*WHAT THE TASK ASKS*:
Read the records below. Copy each line where the string "NetworkEntityId" occurs.

*DATASET RECORDS*:
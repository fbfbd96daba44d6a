//! Derived geometry: conduit endpoints and subcatchment outlet connectors.
//!
//! Nothing here is cached. Lines and connectors are re-resolved from the
//! current point positions every time the host asks, so moving or removing a
//! point is reflected on the next frame without any invalidation.

use foundation::math::{Vec3, cartesian_from_degrees};
use scene::components::DerivedPositions;
use scene::host::PositionLookup;

use crate::config::HEIGHT_GEOID_OFFSET_M;
use crate::id::NetworkEntityId;

/// Current positions of both conduit endpoints, or `None` if either is gone.
pub fn line_endpoints(
    lookup: &dyn PositionLookup,
    from: &NetworkEntityId,
    to: &NetworkEntityId,
) -> Option<[Vec3; 2]> {
    resolve_pair(lookup, &from.key(), &to.key())
}

/// Unweighted mean of the vertex longitudes and latitudes.
///
/// A closing vertex equal to the first one is ignored so closed and open
/// rings give the same result. This is a display approximation, not the
/// area centroid.
pub fn polygon_centroid(vertices: &[[f64; 2]]) -> Option<[f64; 2]> {
    let ring = drop_closing_duplicate(vertices);
    if ring.is_empty() {
        return None;
    }
    let n = ring.len() as f64;
    let (lon, lat) = ring
        .iter()
        .fold((0.0, 0.0), |(lon, lat), v| (lon + v[0], lat + v[1]));
    Some([lon / n, lat / n])
}

/// Cartesian position of the centroid on the ellipsoid surface.
pub fn centroid_position(vertices: &[[f64; 2]]) -> Option<Vec3> {
    polygon_centroid(vertices).map(|[lon, lat]| cartesian_from_degrees(lon, lat, 0.0))
}

/// `[centroid, outlet]` segment, or `None` when the outlet point is absent.
pub fn connector(
    lookup: &dyn PositionLookup,
    centroid: Vec3,
    outlet: &NetworkEntityId,
) -> Option<[Vec3; 2]> {
    lookup.position_of(&outlet.key()).map(|p| [centroid, p])
}

/// Height shown to the user for a sampled ellipsoidal height.
pub fn display_elevation(ellipsoidal_height_m: f64) -> f64 {
    ellipsoidal_height_m + HEIGHT_GEOID_OFFSET_M
}

/// Per-frame positions of a conduit drawn between two point keys.
pub fn line_callback(from_key: String, to_key: String) -> DerivedPositions {
    DerivedPositions::new(move |lookup| {
        resolve_pair(lookup, &from_key, &to_key).map_or_else(Vec::new, Vec::from)
    })
}

/// Per-frame positions of an outlet connector.
pub fn connector_callback(centroid: Vec3, outlet_key: String) -> DerivedPositions {
    DerivedPositions::new(move |lookup| {
        lookup
            .position_of(&outlet_key)
            .map_or_else(Vec::new, |p| vec![centroid, p])
    })
}

fn resolve_pair(lookup: &dyn PositionLookup, a: &str, b: &str) -> Option<[Vec3; 2]> {
    Some([lookup.position_of(a)?, lookup.position_of(b)?])
}

fn drop_closing_duplicate(vertices: &[[f64; 2]]) -> &[[f64; 2]] {
    match vertices {
        [first, .., last] if vertices.len() > 1 && first == last => {
            &vertices[..vertices.len() - 1]
        }
        _ => vertices,
    }
}

#[cfg(test)]
mod tests {
    use super::{
        connector_callback, display_elevation, line_callback, line_endpoints, polygon_centroid,
    };
    use crate::id::NetworkEntityId;
    use foundation::math::Vec3;
    use scene::host::PositionLookup;
    use std::collections::HashMap;

    #[derive(Default)]
    struct Points(HashMap<String, Vec3>);

    impl PositionLookup for Points {
        fn position_of(&self, key: &str) -> Option<Vec3> {
            self.0.get(key).copied()
        }
    }

    #[test]
    fn centroid_ignores_closing_vertex() {
        let open = [[0.0, 0.0], [2.0, 0.0], [2.0, 2.0], [0.0, 2.0]];
        let closed = [[0.0, 0.0], [2.0, 0.0], [2.0, 2.0], [0.0, 2.0], [0.0, 0.0]];
        assert_eq!(polygon_centroid(&open), Some([1.0, 1.0]));
        assert_eq!(polygon_centroid(&closed), Some([1.0, 1.0]));
        assert_eq!(polygon_centroid(&[]), None);
    }

    #[test]
    fn line_follows_moved_endpoint() {
        let mut points = Points::default();
        points.0.insert("POINT#A".into(), Vec3::new(1.0, 0.0, 0.0));
        points.0.insert("POINT#B".into(), Vec3::new(2.0, 0.0, 0.0));
        let line = line_callback("POINT#A".into(), "POINT#B".into());

        assert_eq!(line.evaluate(&points)[1], Vec3::new(2.0, 0.0, 0.0));
        points.0.insert("POINT#B".into(), Vec3::new(5.0, 0.0, 0.0));
        assert_eq!(line.evaluate(&points)[1], Vec3::new(5.0, 0.0, 0.0));
    }

    #[test]
    fn missing_endpoint_resolves_to_empty() {
        let mut points = Points::default();
        points.0.insert("POINT#A".into(), Vec3::new(1.0, 0.0, 0.0));
        let line = line_callback("POINT#A".into(), "POINT#B".into());
        assert!(line.evaluate(&points).is_empty());
        assert_eq!(
            line_endpoints(&points, &NetworkEntityId::point("A"), &NetworkEntityId::point("B")),
            None
        );

        let conn = connector_callback(Vec3::ZERO, "POINT#B".into());
        assert!(conn.evaluate(&points).is_empty());
    }

    #[test]
    fn display_elevation_adds_local_offset() {
        assert_eq!(display_elevation(-40.0), 4.0);
    }
}
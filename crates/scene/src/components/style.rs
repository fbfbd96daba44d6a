/// Linear RGBA color.
#[derive(Debug, Copy, Clone, PartialEq)]
pub struct Color(pub [f32; 4]);

impl Color {
    pub const WHITE: Color = Color([1.0, 1.0, 1.0, 1.0]);
    pub const YELLOW: Color = Color([1.0, 1.0, 0.0, 1.0]);
    pub const BLUE: Color = Color([0.0, 0.0, 1.0, 1.0]);
    pub const RED: Color = Color([1.0, 0.0, 0.0, 1.0]);
    pub const CYAN: Color = Color([0.0, 1.0, 1.0, 1.0]);
    pub const GREEN: Color = Color([0.0, 0.5, 0.0, 1.0]);
    pub const ORANGE: Color = Color([1.0, 0.647, 0.0, 1.0]);

    pub const fn with_alpha(self, alpha: f32) -> Self {
        let [r, g, b, _] = self.0;
        Color([r, g, b, alpha])
    }
}

/// Render style of a single entity.
///
/// `size` is the pixel size for points and the stroke width for lines and
/// polygon outlines.
#[derive(Debug, Copy, Clone, PartialEq)]
pub struct Style {
    pub color: Color,
    pub size: f32,
    pub outline_color: Color,
    pub outline_width: f32,
    pub clamp_to_ground: bool,
}

impl Style {
    pub const fn new(color: Color, size: f32) -> Self {
        Self {
            color,
            size,
            outline_color: Color::WHITE,
            outline_width: 0.0,
            clamp_to_ground: false,
        }
    }

    pub const fn outlined(mut self, color: Color, width: f32) -> Self {
        self.outline_color = color;
        self.outline_width = width;
        self
    }

    pub const fn clamped(mut self) -> Self {
        self.clamp_to_ground = true;
        self
    }
}

impl Default for Style {
    fn default() -> Self {
        Style::new(Color::WHITE, 1.0)
    }
}
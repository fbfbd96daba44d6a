use super::Vec3;

/// Earth-centered, Earth-fixed Cartesian coordinates (meters).
#[derive(Debug, Copy, Clone, PartialEq)]
pub struct Ecef {
    pub x: f64,
    pub y: f64,
    pub z: f64,
}

impl Ecef {
    pub fn new(x: f64, y: f64, z: f64) -> Self {
        Self { x, y, z }
    }

    pub fn as_array(self) -> [f64; 3] {
        [self.x, self.y, self.z]
    }
}

impl From<Ecef> for Vec3 {
    fn from(e: Ecef) -> Self {
        Vec3::new(e.x, e.y, e.z)
    }
}

impl From<Vec3> for Ecef {
    fn from(v: Vec3) -> Self {
        Ecef::new(v.x, v.y, v.z)
    }
}
use std::rc::Rc;
use std::time::Duration;

use clap::{Parser, Subcommand};
use drainage::config::{ApiConfig, NetworkStyles};
use drainage::http::HttpNetworkApi;
use drainage::interaction::InteractionController;
use drainage::notify::TracingSink;
use drainage::registry::{EntityRegistry, shared};
use drainage::selection::{SelectionCell, SelectionStore};
use drainage::sync::{ReloadReport, SyncOrchestrator};
use foundation::math::{Ecef, ecef_to_geodetic};
use scene::World;
use scene::input::InputEvent;
use tracing::info;
use tracing_subscriber::EnvFilter;

#[derive(Parser, Debug)]
#[command(author, version, about = "Loads a drainage network into an offscreen globe viewer")]
struct Args {
    /// Network API base URL (default: DRAINAGE_API_BASE or http://127.0.0.1:8080/swmm)
    #[arg(long)]
    api_base: Option<String>,

    /// Request timeout in seconds
    #[arg(long)]
    timeout_secs: Option<u64>,

    /// Boundary GeoJSON path relative to the API base
    #[arg(long)]
    boundary_path: Option<String>,

    #[command(subcommand)]
    command: Option<Command>,
}

#[derive(Subcommand, Debug)]
enum Command {
    /// Reload the network and print what was built
    Summary,

    /// Fly to an entity by name and print its attributes
    Locate {
        #[arg(long)]
        name: String,
    },

    /// Click a screen position and print the resulting selection
    Pick {
        #[arg(long)]
        x: f64,

        #[arg(long)]
        y: f64,
    },
}

#[tokio::main(flavor = "current_thread")]
async fn main() -> Result<(), Box<dyn std::error::Error>> {
    tracing_subscriber::fmt()
        .with_env_filter(EnvFilter::from_default_env())
        .init();

    let args = Args::parse();
    let mut config = ApiConfig::from_env()?;
    if let Some(base) = args.api_base {
        config.base_url = base;
    }
    if let Some(secs) = args.timeout_secs {
        config.timeout = Duration::from_secs(secs);
    }
    if let Some(path) = args.boundary_path {
        config.boundary_path = path;
    }
    info!("loading network from {}", config.base_url);

    let registry = shared(EntityRegistry::new(World::new(), NetworkStyles::default()));
    let selection = Rc::new(SelectionCell::new());
    let notifier = Rc::new(TracingSink);
    let sync = SyncOrchestrator::new(
        registry.clone(),
        HttpNetworkApi::new(config)?,
        selection.clone(),
        notifier.clone(),
    );
    let mut controller = InteractionController::new(registry.clone(), selection.clone(), notifier);
    controller.start();

    let report = sync.reload().await?;

    match args.command.unwrap_or(Command::Summary) {
        Command::Summary => {
            print_report(&report);
            let frame = registry.borrow().host().resolve_frame();
            println!(
                "frame: {} points, {} lines, {} polygons",
                frame.points.len(),
                frame.lines.len(),
                frame.polygons.len()
            );
        }
        Command::Locate { name } => {
            let located = controller.locate(&name)?;
            let geo = ecef_to_geodetic(Ecef::from(located.focus));
            println!(
                "{} at lon {:.6} lat {:.6}",
                located.id,
                geo.lon_deg(),
                geo.lat_deg()
            );
            print_selection(selection.as_ref());
        }
        Command::Pick { x, y } => {
            controller.handle_input(InputEvent::click(x, y));
            print_selection(selection.as_ref());
        }
    }

    controller.stop();
    Ok(())
}

fn print_report(report: &ReloadReport) {
    println!(
        "junctions {}, outfalls {}, conduits {}, subcatchments {}, boundary overlays {}",
        report.junctions,
        report.outfalls,
        report.conduits,
        report.subcatchments,
        report.boundary_overlays
    );
    if !report.skipped_lines.is_empty() {
        println!("skipped conduits: {}", report.skipped_lines.join(", "));
    }
    if !report.skipped_polygons.is_empty() {
        println!("skipped subcatchments: {}", report.skipped_polygons.join(", "));
    }
}

fn print_selection(selection: &dyn SelectionStore) {
    let state = selection.state();
    match state.active {
        Some(active) => {
            println!("selected {}", active.id);
            for (key, value) in active.properties.iter() {
                println!("  {key}: {value}");
            }
        }
        None => match state.last_coordinate {
            Some(c) => println!(
                "nothing selected; clicked lon {:.6} lat {:.6} height {:.1}",
                c.lon, c.lat, c.height
            ),
            None => println!("nothing selected"),
        },
    }
}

*EXERCISE RESULT*:
use crate::id::NetworkEntityId;
    from: &NetworkEntityId,
    to: &NetworkEntityId,
    outlet: &NetworkEntityId,
    use crate::id::NetworkEntityId;
            line_endpoints(&points, &NetworkEntityId::point("A"), &NetworkEntityId::point("B")),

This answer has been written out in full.